Рядом, в почти 50 км от Городка, что в Западной Украине, цвело село в прелестном раздолье подсолнухов, чьи большие головы мы любим созерцать каждое утро. В этом доблестном селе - а название ему Старое Поле,- жило человек 60 - всё степенные хохлы с большими усами и длинными косами. Ещё скрипели телеги, ржали смешливо кони всех мастей и детвора, полуголая и кичливая, ещё не знавшая первого причастия в костёле, устремлялась на реку, меся всё на своём пути.

В Старом Поле был обычай - приезжавшие из Львова барыги выпивали ведро горилки и закусывали одним малосольным огурцом. Многие протестовали против такого варварства, ибо у каждого семь пядей во лбу и он лучше знает как жить-существовать. Один из торгашей, Никола Полуянов, раз-другой принимался плетью махать и грозился позвать панов из Польского государства, но ему не поверили. Молодые хлопцы схватили мужика и понесли к реке, где чуть не утопили. Несчастный Никола потом говаривал, что видел розовых русалок, певших на языке москалей.

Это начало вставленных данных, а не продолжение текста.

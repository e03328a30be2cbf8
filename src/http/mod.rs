//! HTTP client: transport seam, interceptor pipeline and token refresh.

mod client;
mod refresh;
mod transport;

pub use client::{ApiClient, Attempt};
pub use refresh::{ExpiryListener, REFRESH_PATH};
pub use transport::{ApiRequest, ApiResponse, HttpTransport, REQUEST_ID_HEADER, ReqwestTransport};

Расскажем о самой личности Николы. Родился он где-то под Черновцами, но там не пригодился. Перешагнув Миллениум в возрасте сорока лет, он женился на богобоязливой женщине, чтившей  Пречистую Деву как собственную сестру единоутробную. Её звали Аннушка. Завели они большое хозяйство, родились детишки, но как то не ужились Полуяновы в деревне, и переехали в Старое Поле. Никола стал промышлять торговлей и ездил в Польшу, где, зная отлично польское наречие, быстро сошёлся с местными панами,принявшими его как брата родного.

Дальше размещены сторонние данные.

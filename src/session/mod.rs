//! Session state and the controller that owns it.
//!
//! SYSTEM CONTEXT
//! ==============
//! One [`SessionController`] is built at startup and handed to everything that
//! needs to know who is signed in. Route guards read [`SessionState`]; pages
//! call the controller's operations and render the [`crate::Outcome`] they get
//! back.

mod controller;
mod types;

pub use controller::SessionController;
pub use types::{LoginRequest, LoginResponse, RegisterRequest, Role, User, UserId};

pub const LOGIN_ENDPOINT: &str = "/auth/login";
pub const REGISTER_ENDPOINT: &str = "/auth/register";
pub const LOGOUT_ENDPOINT: &str = "/auth/logout";
pub const ME_ENDPOINT: &str = "/auth/me";
pub const FORGOT_PASSWORD_ENDPOINT: &str = "/auth/forgot-password";
pub const RESET_PASSWORD_ENDPOINT: &str = "/auth/reset-password";
/// Prefix; the verification token is appended as the last path segment.
pub const VERIFY_EMAIL_ENDPOINT: &str = "/auth/verify-email";

/// Where the session is in its lifecycle.
#[derive(Debug, Clone, Copy, PartialEq, Eq)]
pub enum SessionPhase {
    Bootstrapping,
    Unauthenticated,
    Authenticated,
}

/// In-memory session. `is_authenticated` is derived from `user`, so the two
/// can never disagree.
#[derive(Debug, Clone, PartialEq, Eq)]
pub struct SessionState {
    pub user: Option<User>,
    /// True only until the startup bootstrap finishes.
    pub loading: bool,
}

impl SessionState {
    #[must_use]
    pub fn bootstrapping() -> Self {
        Self { user: None, loading: true }
    }

    #[must_use]
    pub fn signed_out() -> Self {
        Self { user: None, loading: false }
    }

    #[must_use]
    pub fn signed_in(user: User) -> Self {
        Self { user: Some(user), loading: false }
    }

    #[must_use]
    pub fn is_authenticated(&self) -> bool {
        self.user.is_some()
    }

    #[must_use]
    pub fn role(&self) -> Option<Role> {
        self.user.as_ref().map(|u| u.role)
    }

    #[must_use]
    pub fn phase(&self) -> SessionPhase {
        if self.loading {
            SessionPhase::Bootstrapping
        } else if self.is_authenticated() {
            SessionPhase::Authenticated
        } else {
            SessionPhase::Unauthenticated
        }
    }
}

Аннушка занималась целыми днями то рассадой, то скотом, требующим еды в прорву, да ещё дети - мальчик и девочка, все в отца говорливые и смешливые - требовали свою минуту счастья. Женщина в первые месяцы супружества сбросила пару десятков кило, сделавшись из дородной бабищи в стройную красотку. На неё засматривались все здешние мужики, а особенно Феликс Борода, человек мрачный как сосновый лес зимой. Один раз он её приобнял у клуба, когда купил литру-другую. Аннушка такого ему дала пенделя, что кровищи было  немерено из разбитого носа Феликсова. С тех пор он ни нагой в её сторону, так как зарёкся перед родной матерью больше не смотреть на "проклятых баб".

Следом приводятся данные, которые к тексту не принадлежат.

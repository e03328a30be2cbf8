//! Session DTOs: user profile, roles, auth request and response bodies.

use serde::{Deserialize, Serialize};
use serde_json::{Map, Value};

use crate::credentials::CredentialPair;

// =============================================================================
// ROLE
// =============================================================================

/// Principal role. Only used for allow-list comparisons; there is no hierarchy.
#[derive(Debug, Clone, Copy, PartialEq, Eq, Hash, Serialize, Deserialize)]
#[serde(rename_all = "lowercase", from = "String")]
pub enum Role {
    Client,
    Lawyer,
    Admin,
    /// A role string this client does not know. Never matches an allow-list entry
    /// other than itself and routes home to the public site.
    Unrecognized,
}

impl Role {
    #[must_use]
    pub fn as_str(self) -> &'static str {
        match self {
            Self::Client => "client",
            Self::Lawyer => "lawyer",
            Self::Admin => "admin",
            Self::Unrecognized => "unrecognized",
        }
    }
}

impl From<String> for Role {
    fn from(raw: String) -> Self {
        raw.parse().unwrap_or(Self::Unrecognized)
    }
}

impl std::str::FromStr for Role {
    type Err = String;

    fn from_str(raw: &str) -> Result<Self, Self::Err> {
        match raw.trim().to_ascii_lowercase().as_str() {
            "client" => Ok(Self::Client),
            "lawyer" => Ok(Self::Lawyer),
            "admin" => Ok(Self::Admin),
            other => Err(format!("unknown role: {other}")),
        }
    }
}

impl std::fmt::Display for Role {
    fn fmt(&self, f: &mut std::fmt::Formatter<'_>) -> std::fmt::Result {
        f.write_str(self.as_str())
    }
}

// =============================================================================
// USER
// =============================================================================

/// User id as the API sends it: numeric or string.
#[derive(Debug, Clone, PartialEq, Eq, Serialize, Deserialize)]
#[serde(untagged)]
pub enum UserId {
    Number(i64),
    Text(String),
}

impl std::fmt::Display for UserId {
    fn fmt(&self, f: &mut std::fmt::Formatter<'_>) -> std::fmt::Result {
        match self {
            Self::Number(n) => write!(f, "{n}"),
            Self::Text(s) => f.write_str(s),
        }
    }
}

/// Profile returned by `/auth/me` and `/auth/login`.
///
/// Unknown fields are kept in `extra` so page code can read them without this
/// type having to track every profile column.
#[derive(Debug, Clone, PartialEq, Eq, Serialize, Deserialize)]
#[serde(rename_all = "camelCase")]
pub struct User {
    pub id: UserId,
    pub email: String,
    #[serde(default, alias = "first_name")]
    pub first_name: String,
    #[serde(default, alias = "last_name")]
    pub last_name: String,
    pub role: Role,
    #[serde(default, alias = "email_verified")]
    pub email_verified: bool,
    #[serde(flatten)]
    pub extra: Map<String, Value>,
}

impl User {
    /// "First Last", or the email when both names are blank.
    #[must_use]
    pub fn display_name(&self) -> String {
        let full = format!("{} {}", self.first_name.trim(), self.last_name.trim());
        let full = full.trim();
        if full.is_empty() { self.email.clone() } else { full.to_owned() }
    }
}

// =============================================================================
// REQUEST / RESPONSE BODIES
// =============================================================================

#[derive(Debug, Clone, Serialize)]
pub struct LoginRequest<'a> {
    pub email: &'a str,
    pub password: &'a str,
}

#[derive(Debug, Clone, Deserialize)]
#[serde(rename_all = "camelCase")]
pub struct LoginResponse {
    pub access_token: String,
    pub refresh_token: String,
    pub user: User,
}

impl LoginResponse {
    #[must_use]
    pub fn credentials(&self) -> CredentialPair {
        CredentialPair::new(&self.access_token, &self.refresh_token)
    }
}

/// Account creation form. Field names follow the registration endpoint.
#[derive(Debug, Clone, Default, Serialize)]
pub struct RegisterRequest {
    pub email: String,
    pub password: String,
    pub first_name: String,
    pub last_name: String,
    #[serde(skip_serializing_if = "Option::is_none")]
    pub phone: Option<String>,
}

#[derive(Debug, Clone, Serialize)]
pub(crate) struct EmailRequest<'a> {
    pub email: &'a str,
}

#[derive(Debug, Clone, Serialize)]
pub(crate) struct ResetPasswordRequest<'a> {
    pub token: &'a str,
    pub password: &'a str,
}

/// `{ "message": ... }` replies. A missing message reads as empty.
#[derive(Debug, Clone, Default, Deserialize)]
pub(crate) struct MessageResponse {
    #[serde(default)]
    pub message: String,
}

#[cfg(test)]
#[path = "types_test.rs"]
mod tests;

Никола всё таки сыскал себе женщину в Польше - раскрасавицу-пани с голубыми глазами. Он очень любил женский пол и ему мало было жены, которая больше молилась, чем исполняла супружеский долг. С этой полячкой Никола гулял по месяцам, забывая родимый дом, друзей и достопочтенную Украйну. Ему мила была природа Польши, её обычаи и язык, такой прекрасный и ласкающий слух. Полуянов хотел было остаться в здешних краях и обосноваться в Пшемысли, где он завёл свою лавку галантерейщика. Но стал манить родной дом, да и детишек он крепко любил, особенно непоседливого Андрейку, с которым ходил на рыбную ловлю и зимой и летом.

Приехал Никола в  Старое Поле каким-то отощавшим и Аннушка принялась откармливать его варениками с картошкой. Никола ещё вздыхал о своей милашке, снившейся ему каждую ночь и заманивавшей его своими срамными местами. Вареники вставали поперёк глотки, квас, холодный как тело Аннушки, тёк по усам, а в рот идти не хотел. Запечалился Никола, да махнул рукой - стал новый сарай строить, и за работой обо всём позабыл. Завёл ещё пчёл, которыми ещё его батька Никифор любил заниматься. Пчёлы пошли у него как по маслу - мёд и себе заготавливали, и продавали помаленьку.

Жизнь шла своим чередом: шаг вперёд-три шага назад, ибо всё упование на предков, которые своих сил не жалели - строили родную и любимую Хохляндию соседям на зависть. Любил помечтать Никола, этим его и хлебом не корми. Бывало, устроится на крыше,вонзит взгляд зорких глаз в бирюзовое небо и "видит" то ангелов Божьих, то барашков, то аравитян с верблюдами, бредущими по синей пустыне. Ах,кабы побывать то ли в Риме, то ли в Париже, посмотреть на тамошний народец, чем живёт-может! Видать, в тех краях красотища неимоверная, но и у нас не хуже - Украина родная кому хошь фору даст по достопримечательностям и природе-матушке. Посмотришь, как детвора купается с конями в речке и жить хочется!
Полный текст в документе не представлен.